Throughout a journey that is split into four parts, the storytelling is impeccable and never ceases to be immersive, often evoking the feel of a fable. There are dual timelines that bring considerable depth and help you to connect to the human characters a lot more as it guides you through the events of their lives. The eventual outcome is so moving that I was tearing up and had tears in my eyes by the end.
Nana is a stray cat who hunts for himself and likes to reside under the shelter of a silver van. The vehicle’s owner Satoru is a cat lover and comes over to pet Nana nearly every day. The two develop an understanding and a close bond, so when Nana suffers an injury to his leg after being struck by a car, Satoru takes him in.
When Nana recovers, he elects to stay with Satoru as his pet, as he is now fully devoted to him. But five years later, he is in the passenger seat of the van and being taken on a road trip. For some unknown reason, Satoru can no longer keep Nana and so they tour Japan together looking for somebody else who can take him and provide the same level of adoring care.
Along the way, they meet people who played an important role in Satoru’s fascinating and at times tragic childhood, encounters which shed light on human thoughts and feelings. Meanwhile, Nana discovers the sea and gets his first close-up view of Mount Fuji, but he also learns of the secret that Satoru has been hiding for months.
The four parts follow a similar pattern, beginning with Satoru and Nana setting out on the next phase of their trip.
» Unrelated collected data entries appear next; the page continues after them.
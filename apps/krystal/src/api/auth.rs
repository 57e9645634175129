//! # Authentication Module
//!
//! API key authentication for the Krystal HTTP API.
//!
//! ## Configuration
//!
//! - `KRYSTAL_API_KEY`: If set, all requests (except /health) require this key
//!
//! ## Usage
//!
//! ```text
//! Authorization: Bearer <your-api-key>
//! ```

use axum::{
    body::Body,
    http::{Request, StatusCode, header},
    middleware::Next,
    response::Response,
};
use subtle::ConstantTimeEq;

/// Environment variable holding the API key.
pub const API_KEY_ENV: &str = "KRYSTAL_API_KEY";

// =============================================================================
// API KEY AUTHENTICATION
// =============================================================================

/// API key from `KRYSTAL_API_KEY`, `None` when unset or empty.
pub fn get_api_key_from_env() -> Option<String> {
    std::env::var(API_KEY_ENV).ok().filter(|k| !k.is_empty())
}

/// Compare an `Authorization` header value against the expected key.
///
/// Accepts `Bearer <key>` and a raw `<key>`. Both sides are padded to the
/// same length so the comparison time does not depend on where they differ.
pub(crate) fn key_matches(header_value: &str, expected: &str) -> bool {
    let provided = header_value
        .strip_prefix("Bearer ")
        .unwrap_or(header_value)
        .as_bytes();
    let expected = expected.as_bytes();

    let max_len = provided.len().max(expected.len());
    let mut padded_provided = vec![0u8; max_len];
    let mut padded_expected = vec![0u8; max_len];
    padded_provided[..provided.len()].copy_from_slice(provided);
    padded_expected[..expected.len()].copy_from_slice(expected);

    let bytes_match: bool = padded_provided.ct_eq(&padded_expected).into();
    bytes_match && provided.len() == expected.len()
}

/// API key authentication middleware.
///
/// `/health` is always allowed. Without a configured key every request passes.
pub async fn api_key_auth_middleware(
    request: Request<Body>,
    next: Next,
) -> Result<Response, (StatusCode, &'static str)> {
    let Some(expected) = get_api_key_from_env() else {
        return Ok(next.run(request).await);
    };

    if request.uri().path() == "/health" {
        return Ok(next.run(request).await);
    }

    let auth_header = request
        .headers()
        .get(header::AUTHORIZATION)
        .and_then(|v| v.to_str().ok());

    match auth_header {
        Some(value) if key_matches(value, &expected) => Ok(next.run(request).await),
        Some(_) => {
            tracing::warn!(
                event = "auth_failure",
                reason = "invalid_api_key",
                path = request.uri().path(),
                "Authentication failed: invalid API key"
            );
            Err((StatusCode::UNAUTHORIZED, "Unauthorized"))
        }
        None => {
            tracing::warn!(
                event = "auth_failure",
                reason = "missing_authorization_header",
                path = request.uri().path(),
                "Missing Authorization header"
            );
            Err((StatusCode::UNAUTHORIZED, "Unauthorized"))
        }
    }
}

// =============================================================================
// TESTS
// =============================================================================

#[cfg(test)]
mod tests {
    use super::*;

    #[test]
    fn bearer_and_raw_keys_match() {
        assert!(key_matches("Bearer s3cret", "s3cret"));
        assert!(key_matches("s3cret", "s3cret"));
    }

    #[test]
    fn prefixes_and_extensions_do_not_match() {
        assert!(!key_matches("Bearer s3cre", "s3cret"));
        assert!(!key_matches("Bearer s3cret!", "s3cret"));
        assert!(!key_matches("", "s3cret"));
        assert!(!key_matches("bearer s3cret", "s3cret"));
    }
}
It then goes into the past and examines the foundations of the relationship between Satoru and the next character the book introduces, before returning to the present. Though simple on the face of it, this was hugely effective and every time it conjured a wonderfully poignant, bittersweet story.
Almost everything is exceptional, but the highlight for me was the companionship that existed between Satoru and Nana. It is the kind of thing that not only speaks to people who love cats, but just about anyone that appreciates the connection we can sometimes share with our pets. They have such an understanding, and that served to make the ending even more impactful.
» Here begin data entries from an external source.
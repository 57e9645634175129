//! # Krystal CLI Module
//!
//! This module implements the CLI interface for Krystal.
//!
//! ## Available Commands
//!
//! - `server` - Start the HTTP server
//! - `status` - Show network status
//! - `load` - Replace the network from a JSON file
//! - `analyze` - Analyse the stored network or a JSON file
//! - `influence` - Influence score of one entity
//! - `paths` - Connection paths between two entities
//! - `neighbors` - Neighbours of an entity
//! - `export` / `import` - Move networks in and out of the database
//! - `init` - Initialize a new database
//! - `sample` - Load the built-in sample network
//! - `search` / `news` / `trending` / `funding` - Query the data sources
//! - `investigate` - Build a network from a news query
//! - `hash` - BLAKE3 hash of the canonical export
//! - `config` - Print the effective configuration

mod commands;

use crate::config::KrystalConfig;
use clap::{Parser, Subcommand};
use krystal_core::{KrystalError, primitives::DEFAULT_MAX_PATHS};
use std::path::{Path, PathBuf};

pub use commands::*;

// =============================================================================
// CLI STRUCTURE
// =============================================================================

/// Krystal - Power Structure Mapping
///
/// Builds influence networks of corporations, government bodies and
/// officials, and analyses who holds power in them.
#[derive(Parser, Debug)]
#[command(name = "krystal")]
#[command(version, about, long_about = None)]
pub struct Cli {
    /// Enable verbose output
    #[arg(short, long, global = true)]
    pub verbose: bool,

    /// Suppress banner output
    #[arg(short, long, global = true)]
    pub quiet: bool,

    /// Path to the network database
    #[arg(short = 'D', long, global = true, default_value = "krystal.db")]
    pub database: PathBuf,

    /// Storage backend: "redb" (ACID database) or "file" (canonical file)
    #[arg(short = 'B', long, global = true, default_value = "redb")]
    pub backend: String,

    /// Output in JSON format (for programmatic access)
    #[arg(long, global = true)]
    pub json_mode: bool,

    /// Configuration file (default: krystal.toml when present)
    #[arg(short, long, global = true)]
    pub config: Option<PathBuf>,

    /// Subcommand to execute
    #[command(subcommand)]
    pub command: Option<Commands>,
}

/// Available CLI commands.
#[derive(Subcommand, Debug)]
pub enum Commands {
    /// Start HTTP server
    Server {
        /// Host to bind to
        #[arg(short = 'H', long, default_value = "127.0.0.1")]
        host: String,

        /// Port to bind to
        #[arg(short, long, default_value = "8080")]
        port: u16,
    },

    /// Show network status
    Status,

    /// Replace the network with a JSON document
    Load {
        /// JSON file with `entities` and `relationships`
        #[arg(short, long)]
        file: PathBuf,

        /// Add to the stored network instead of replacing it
        #[arg(short, long)]
        append: bool,
    },

    /// Analyse the stored network, or a JSON file without storing it
    Analyze {
        /// JSON file to analyse instead of the database
        #[arg(short, long)]
        file: Option<PathBuf>,
    },

    /// Influence score of one entity
    Influence {
        /// Entity id
        #[arg(short, long)]
        entity: String,
    },

    /// Connection paths between two entities
    Paths {
        /// Start entity id
        #[arg(long)]
        from: String,

        /// End entity id
        #[arg(long)]
        to: String,

        /// Maximum number of paths
        #[arg(short, long, default_value_t = DEFAULT_MAX_PATHS)]
        max: usize,
    },

    /// Neighbours of an entity
    Neighbors {
        /// Entity id
        #[arg(short, long)]
        entity: String,

        /// Only follow relationships of this type
        #[arg(short = 't', long)]
        relationship_type: Option<String>,
    },

    /// Export the network to a file
    Export {
        /// Output file path
        #[arg(short, long)]
        output: PathBuf,

        /// Export format (json, canonical)
        #[arg(short = 't', long, default_value = "json")]
        format: String,
    },

    /// Import a network from a canonical or JSON file
    Import {
        /// Input file path
        #[arg(short, long)]
        input: PathBuf,
    },

    /// Initialize a new empty database
    Init {
        /// Force initialization even if database exists
        #[arg(short, long)]
        force: bool,
    },

    /// Load the built-in sample network
    Sample,

    /// Search LittleSis for entities
    Search {
        /// Search text
        query: String,

        /// Result page
        #[arg(long, default_value = "1")]
        page: u32,

        /// Results per page
        #[arg(long, default_value = "20")]
        per_page: u32,
    },

    /// Search news articles
    News {
        /// Search text
        query: String,

        /// Maximum number of articles
        #[arg(short, long, default_value = "10")]
        max: usize,

        /// Article language
        #[arg(short, long, default_value = "en")]
        language: String,
    },

    /// Show trending news topics
    Trending {
        /// News category
        #[arg(long, default_value = "general")]
        category: String,
    },

    /// Campaign funding of a candidate or lobbying totals of an organization
    Funding {
        /// OpenSecrets candidate id
        #[arg(long, conflicts_with = "organization", required_unless_present = "organization")]
        candidate: Option<String>,

        /// OpenSecrets organization id
        #[arg(long)]
        organization: Option<String>,

        /// Election cycle
        #[arg(long, default_value = crate::sources::opensecrets::DEFAULT_CYCLE)]
        cycle: String,
    },

    /// Build and analyse a network from a news query
    Investigate {
        /// Search text
        query: String,
    },

    /// Compute BLAKE3 cryptographic hash of the network
    Hash,

    /// Reclaim unused space in the database
    Compact,

    /// Print the effective configuration (keys masked)
    Config,
}

// =============================================================================
// COMMAND CONTEXT
// =============================================================================

/// Global options shared by every command.
#[derive(Debug, Clone, Copy)]
pub struct Context<'a> {
    pub database: &'a Path,
    pub backend: &'a str,
    pub json_mode: bool,
    pub config: &'a KrystalConfig,
}

// =============================================================================
// COMMAND EXECUTION
// =============================================================================

/// Execute the CLI with parsed arguments.
pub async fn execute(cli: Cli, config: KrystalConfig) -> Result<(), KrystalError> {
    let ctx = Context {
        database: &cli.database,
        backend: cli.backend.as_str(),
        json_mode: cli.json_mode,
        config: &config,
    };

    match cli.command {
        Some(Commands::Server { host, port }) => cmd_server(ctx, &host, port).await,
        Some(Commands::Status) | None => cmd_status(ctx),
        Some(Commands::Load { file, append }) => cmd_load(ctx, &file, append),
        Some(Commands::Analyze { file }) => cmd_analyze(ctx, file.as_deref()),
        Some(Commands::Influence { entity }) => cmd_influence(ctx, &entity),
        Some(Commands::Paths { from, to, max }) => cmd_paths(ctx, &from, &to, max),
        Some(Commands::Neighbors {
            entity,
            relationship_type,
        }) => cmd_neighbors(ctx, &entity, relationship_type.as_deref()),
        Some(Commands::Export { output, format }) => cmd_export(ctx, &output, &format),
        Some(Commands::Import { input }) => cmd_import(ctx, &input),
        Some(Commands::Init { force }) => cmd_init(ctx, force),
        Some(Commands::Sample) => cmd_sample(ctx),
        Some(Commands::Search {
            query,
            page,
            per_page,
        }) => cmd_search(ctx, &query, page, per_page).await,
        Some(Commands::News {
            query,
            max,
            language,
        }) => cmd_news(ctx, &query, max, &language).await,
        Some(Commands::Trending { category }) => cmd_trending(ctx, &category).await,
        Some(Commands::Funding {
            candidate,
            organization,
            cycle,
        }) => cmd_funding(ctx, candidate.as_deref(), organization.as_deref(), &cycle).await,
        Some(Commands::Investigate { query }) => cmd_investigate(ctx, &query).await,
        Some(Commands::Hash) => cmd_hash(ctx),
        Some(Commands::Compact) => cmd_compact(ctx),
        Some(Commands::Config) => cmd_config(ctx),
    }
}

// =============================================================================
// TESTS
// =============================================================================

#[cfg(test)]
mod tests {
    use super::*;

    #[test]
    fn cli_definition_is_consistent() {
        use clap::CommandFactory;
        Cli::command().debug_assert();
    }

    #[test]
    fn parses_global_flags_after_subcommand() {
        let cli = Cli::try_parse_from([
            "krystal", "paths", "--from", "a", "--to", "b", "-B", "file", "--json-mode",
        ])
        .expect("parse");

        assert_eq!(cli.backend, "file");
        assert!(cli.json_mode);
        assert!(matches!(
            cli.command,
            Some(Commands::Paths { ref from, ref to, max })
                if from == "a" && to == "b" && max == DEFAULT_MAX_PATHS
        ));
    }

    #[test]
    fn funding_requires_a_target() {
        assert!(Cli::try_parse_from(["krystal", "funding"]).is_err());
        assert!(
            Cli::try_parse_from(["krystal", "funding", "--candidate", "N1", "--organization", "D1"])
                .is_err()
        );
        assert!(Cli::try_parse_from(["krystal", "funding", "--organization", "D1"]).is_ok());
    }

    #[test]
    fn no_subcommand_defaults_to_status() {
        let cli = Cli::try_parse_from(["krystal", "-q"]).expect("parse");
        assert!(cli.command.is_none());
        assert_eq!(cli.database, PathBuf::from("krystal.db"));
    }
}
Most of the present day storyline is narrated by Nana, and reading from a cat’s point of view was a really fun experience that I thoroughly enjoyed. His reactions to certain things made me laugh and I liked how he communicated with other animals, but all round he was just witty and intelligent with a certain degree of craftiness.
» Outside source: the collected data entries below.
//! # Structure Module
//!
//! Whole-network structural statistics.

use crate::graph::PowerGraph;
use serde::{Deserialize, Deserializer, Serialize, Serializer};

// =============================================================================
// TYPES
// =============================================================================

/// Longest shortest path, or a marker for a disconnected network.
///
/// Serialized as a number or the string `"Disconnected"`.
#[derive(Debug, Clone, Copy, PartialEq, Eq)]
pub enum Diameter {
    Hops(usize),
    Disconnected,
}

const DISCONNECTED: &str = "Disconnected";

impl Serialize for Diameter {
    fn serialize<S: Serializer>(&self, serializer: S) -> Result<S::Ok, S::Error> {
        match self {
            Self::Hops(d) => serializer.serialize_u64(*d as u64),
            Self::Disconnected => serializer.serialize_str(DISCONNECTED),
        }
    }
}

impl<'de> Deserialize<'de> for Diameter {
    fn deserialize<D: Deserializer<'de>>(deserializer: D) -> Result<Self, D::Error> {
        #[derive(Deserialize)]
        #[serde(untagged)]
        enum Repr {
            Hops(usize),
            Label(String),
        }

        match Repr::deserialize(deserializer)? {
            Repr::Hops(d) => Ok(Self::Hops(d)),
            Repr::Label(s) if s == DISCONNECTED => Ok(Self::Disconnected),
            Repr::Label(s) => Err(serde::de::Error::custom(format!(
                "unexpected diameter '{}'",
                s
            ))),
        }
    }
}

/// Spread of entity degrees.
#[derive(Debug, Clone, Copy, Default, PartialEq, Eq, Serialize, Deserialize)]
pub struct DegreeDistribution {
    pub min: usize,
    pub max: usize,
    /// Upper median: element `len / 2` of the sorted degrees.
    pub median: usize,
}

/// Structural statistics of a non-empty network.
#[derive(Debug, Clone, PartialEq, Serialize, Deserialize)]
pub struct StructuralAnalysis {
    pub average_degree: f64,
    pub diameter: Diameter,
    /// Mean local clustering; entities with fewer than two neighbours count
    /// as 0.
    pub average_clustering: f64,
    /// Degree assortativity; `None` when every edge joins equal degrees or
    /// there are no edges.
    pub assortativity: Option<f64>,
    pub degree_distribution: DegreeDistribution,
}

impl StructuralAnalysis {
    /// Analyse the network. `None` for an empty network.
    #[must_use]
    pub fn compute(graph: &PowerGraph) -> Option<Self> {
        if graph.is_empty() {
            return None;
        }

        let degrees: Vec<usize> = graph.ids().map(|id| graph.degree(id)).collect();
        let average_degree = degrees.iter().sum::<usize>() as f64 / degrees.len() as f64;

        let mut sorted = degrees.clone();
        sorted.sort_unstable();
        let degree_distribution = DegreeDistribution {
            min: sorted.first().copied().unwrap_or(0),
            max: sorted.last().copied().unwrap_or(0),
            median: sorted.get(sorted.len() / 2).copied().unwrap_or(0),
        };

        Some(Self {
            average_degree,
            diameter: diameter(graph),
            average_clustering: average_clustering(graph),
            assortativity: degree_assortativity(graph),
            degree_distribution,
        })
    }
}

// =============================================================================
// MEASURES
// =============================================================================

/// Maximum eccentricity over all entities.
#[must_use]
pub fn diameter(graph: &PowerGraph) -> Diameter {
    if !graph.is_connected() {
        return Diameter::Disconnected;
    }
    let view = graph.indexed();
    let longest = (0..view.len())
        .filter_map(|v| view.distances(v).into_iter().flatten().max())
        .max()
        .unwrap_or(0);
    Diameter::Hops(longest)
}

/// Mean of the local clustering coefficients.
#[must_use]
pub fn average_clustering(graph: &PowerGraph) -> f64 {
    if graph.is_empty() {
        return 0.0;
    }
    let view = graph.indexed();
    let total: f64 = (0..view.len())
        .map(|v| {
            let nbrs = &view.adj[v];
            let k = nbrs.len();
            if k < 2 {
                return 0.0;
            }
            let mut links = 0usize;
            for (i, &a) in nbrs.iter().enumerate() {
                for &b in &nbrs[i + 1..] {
                    if view.adj[a].binary_search(&b).is_ok() {
                        links += 1;
                    }
                }
            }
            2.0 * links as f64 / (k as f64 * (k as f64 - 1.0))
        })
        .sum();
    total / view.len() as f64
}

/// Pearson correlation of the degrees at either end of every edge.
///
/// Each edge contributes both orientations.
#[must_use]
pub fn degree_assortativity(graph: &PowerGraph) -> Option<f64> {
    let pairs: Vec<(f64, f64)> = graph
        .edges()
        .flat_map(|(a, b, _)| {
            let (da, db) = (graph.degree(a) as f64, graph.degree(b) as f64);
            [(da, db), (db, da)]
        })
        .collect();
    if pairs.is_empty() {
        return None;
    }

    let n = pairs.len() as f64;
    let mean = pairs.iter().map(|(x, _)| x).sum::<f64>() / n;
    let mut cov = 0.0;
    let mut var = 0.0;
    for (x, y) in &pairs {
        cov += (x - mean) * (y - mean);
        var += (x - mean) * (x - mean);
    }

    if var.abs() < f64::EPSILON {
        return None;
    }
    Some(cov / var)
}

// =============================================================================
// TESTS
// =============================================================================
As for Satoru, he is an absolutely brilliant character. It is hard to emphasise just how special he is, such is the kindness and selflessness that he shows both as a child and an adult, in spite of the difficult events that he endures in his life. Needless to say, I felt so invested in him and the way he cared for Nana as well as Hachi, a cat he previously owned.
The people who Satoru visits all have interesting and complex stories to tell. I was particularly taken by Noriko, who is superbly developed from someone who is well meaning but clumsy with words into a warmer and more caring individual. Then we have a married couple who own a pet-friendly bed and breakfast, and share a multi-layered dynamic.
I enjoyed seeing aspects of Japan and its culture depicted in the book, which moves at a pretty fast pace. Along with the characters, what makes it such a great read is the concept and the narrative structure, and this is executed so perfectly in the writing. It is the ideal balance between the delightful novelty and humour of Nana’s perspective, and the more serious things that are still conveyed with a sense of charm.
Overall, this is a book that will stay with me for some time. When you consider that a lot of the story is told by a cat, you may be forgiven for thinking that it is mostly fun and frivolous, but right at the centre of it is something deep and incredibly powerful. From present day to the past tense, it is absorbing, heartrending, and immensely thoughtful.
Hiro Arikawa has written a diverse range of fiction, winning the Dengeki Novel Prize for new writers in 2003 for her debut Shio No Machi: Wish On My Precious. Her next book The Library War also won acclaim in Japan, while she has written extensively on the Japanese Self-Defence Forces.
However, The Travelling Cat Chronicles was her first international hit, selling over a million copies worldwide and seeing it made into a live-action film.
Philip Gabriel is a professor in East Asian Studies at the University of Arizona. He has translated numerous Japanese books into English, including those by Haruki Murakami. He won the Sasakawa Prize in 2001.
A relatively short book, but an absolutely brilliant one. I lived every page of it and fell in love with Satoru and Nana. If you read it, make sure you have tissues nearby, as it is quite emotional.